Africa can no longer afford a continued talent drain. Instead, its focus must be on strengthening and providing specialised education and training including entrepreneurial and business service skills, support for artistic development, modernising production, strengthening distribution networks and promoting consumption and branding.
The digital revolution has opened doors for the continent to be a trailblazer for frugal innovation. For instance, digital cinematography gave rise to Nollywood, making it spring up to become the third-largest film industry by value in the world, after Hollywood and Bollywood.
By 2017, it was generating an estimated $500 to $800 million annually and was one of the largest Nigerian employers by sector, second only to agriculture. On average, over 2,000 feature-length movies are made each year. A feature film sells an average of 50,000 copies at about $2 a DVD, offering Africans an affordable entertainment option.
Nollywood’s model of rapid production and home consumption is now being exported across the continent, with countries such as Cameroon, Ghana, Kenya, and Mali adopting this model over traditional American or European features.
In addition, while it has become much like a cliche, Africa’s creative industry needs now to go “digital”. Research suggests that the highest growth within the creative industry is in technology-centred industries such as software programming and video games; the lowest is in music and film. Although animation and game development is gaining traction in some African countries (Morocco, South Africa, Uganda & Kenya), there is ample scope and opportunity to develop this further.
There is a demanding political recognition that creative industries can fuel growth.
Last I checked, the United Nations Conference on Trade and Development (UNCTAD) has been publishing Creative Economy Reports and two-thirds of African countries have signed the Convention on the Protection and Promotion of the Diversity of Cultural Expressions. This convention calls for greater investment in the creative and cultural industries(CCI). It also calls for creative products from the south to have preferential access to northern markets.

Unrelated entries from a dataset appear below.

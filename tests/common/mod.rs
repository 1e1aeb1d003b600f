//! Shared helpers for integration tests
//!
//! A [`Harness`] wires an in-memory backend, a local executor playing the
//! remote side and a queue engine, with intervals short enough for tests to
//! run on the real clock.

#![allow(dead_code)]

use callqueue::core::logging::MemorySink;
use callqueue::executor::api::{ExecutorOptions, FunctionRegistry, LocalExecutor};
use callqueue::queue::api::{
    CallRequest, CallResult, MemoryBackend, MemoryMessage, PendingCall, QueueOrchestrator,
    QueueResult, QueueSettings,
};
use serde_json::Value;
use std::future::Future;
use std::sync::Arc;
use std::time::Duration;

/// Upper bound for any single await in these tests
pub const LIMIT: Duration = Duration::from_secs(10);

pub fn fast_settings() -> QueueSettings {
    QueueSettings {
        min_collectors: 2,
        max_collectors: 4,
        backlog_per_collector: 5,
        retry_interval: Duration::from_millis(100),
        retry_grace: Duration::from_millis(80),
        drain_delay: Duration::from_millis(5),
        idle_poll_interval: Duration::from_millis(10),
        ..Default::default()
    }
}

pub fn fast_backend(name: &str) -> MemoryBackend {
    MemoryBackend::new(name).with_receive_wait(Duration::from_millis(20))
}

pub struct Harness {
    pub backend: MemoryBackend,
    pub executor: Option<LocalExecutor>,
    pub engine: QueueOrchestrator<MemoryBackend>,
    pub sink: Arc<MemorySink>,
}

impl Harness {
    /// Engine and executor over a fresh backend
    pub fn start(name: &str, options: ExecutorOptions) -> Self {
        let backend = fast_backend(name);
        let executor = LocalExecutor::start(&backend, FunctionRegistry::with_builtins(), options);
        Self::with_executor(backend, Some(executor), fast_settings())
    }

    /// Engine only; nothing answers the calls unless the test does
    pub fn without_executor(name: &str) -> Self {
        Self::with_executor(fast_backend(name), None, fast_settings())
    }

    pub fn with_executor(
        backend: MemoryBackend,
        executor: Option<LocalExecutor>,
        settings: QueueSettings,
    ) -> Self {
        let sink = Arc::new(MemorySink::new());
        let engine = QueueOrchestrator::new(Arc::new(backend.clone()), settings, sink.clone())
            .expect("valid settings");
        Self {
            backend,
            executor,
            engine,
            sink,
        }
    }

    pub async fn call(&self, call_id: &str, function: &str, args: Value) -> PendingCall<MemoryMessage> {
        self.engine
            .enqueue_call_request(
                CallRequest::new(call_id, function, args),
                self.backend.response_queue_id(),
            )
            .await
            .expect("enqueue")
    }

    pub fn executor(&self) -> &LocalExecutor {
        self.executor.as_ref().expect("harness has an executor")
    }

    pub async fn shutdown(mut self) {
        within(self.engine.stop()).await.expect("stop");
        if let Some(executor) = self.executor.take() {
            within(executor.shutdown()).await;
        }
    }
}

/// Await with the shared time limit
pub async fn within<F: Future>(future: F) -> F::Output {
    tokio::time::timeout(LIMIT, future)
        .await
        .expect("timed out")
}

/// Poll `condition` every few milliseconds until it holds or the limit passes
pub async fn eventually(mut condition: impl FnMut() -> bool) -> bool {
    let deadline = tokio::time::Instant::now() + LIMIT;
    while tokio::time::Instant::now() < deadline {
        if condition() {
            return true;
        }
        tokio::time::sleep(Duration::from_millis(5)).await;
    }
    condition()
}

pub fn value(result: QueueResult<CallResult<MemoryMessage>>) -> Value {
    let result = result.expect("call resolved");
    assert!(!result.is_error(), "unexpected error result: {:?}", result.error());
    result.value().cloned().unwrap_or(Value::Null)
}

At the continental level, there are also several policy documents that support the development and growth of creative industries such as the 2008 Nairobi Plan of Action on Cultural Industries.
Africa in general and Zimbabweans in particular could take a leaf or two off that. We have long been rich in talent and creativity, and in today’s maturing markets, we have a significant role to play in economic development and the potential to stake our solid claim as part of the global mainstream.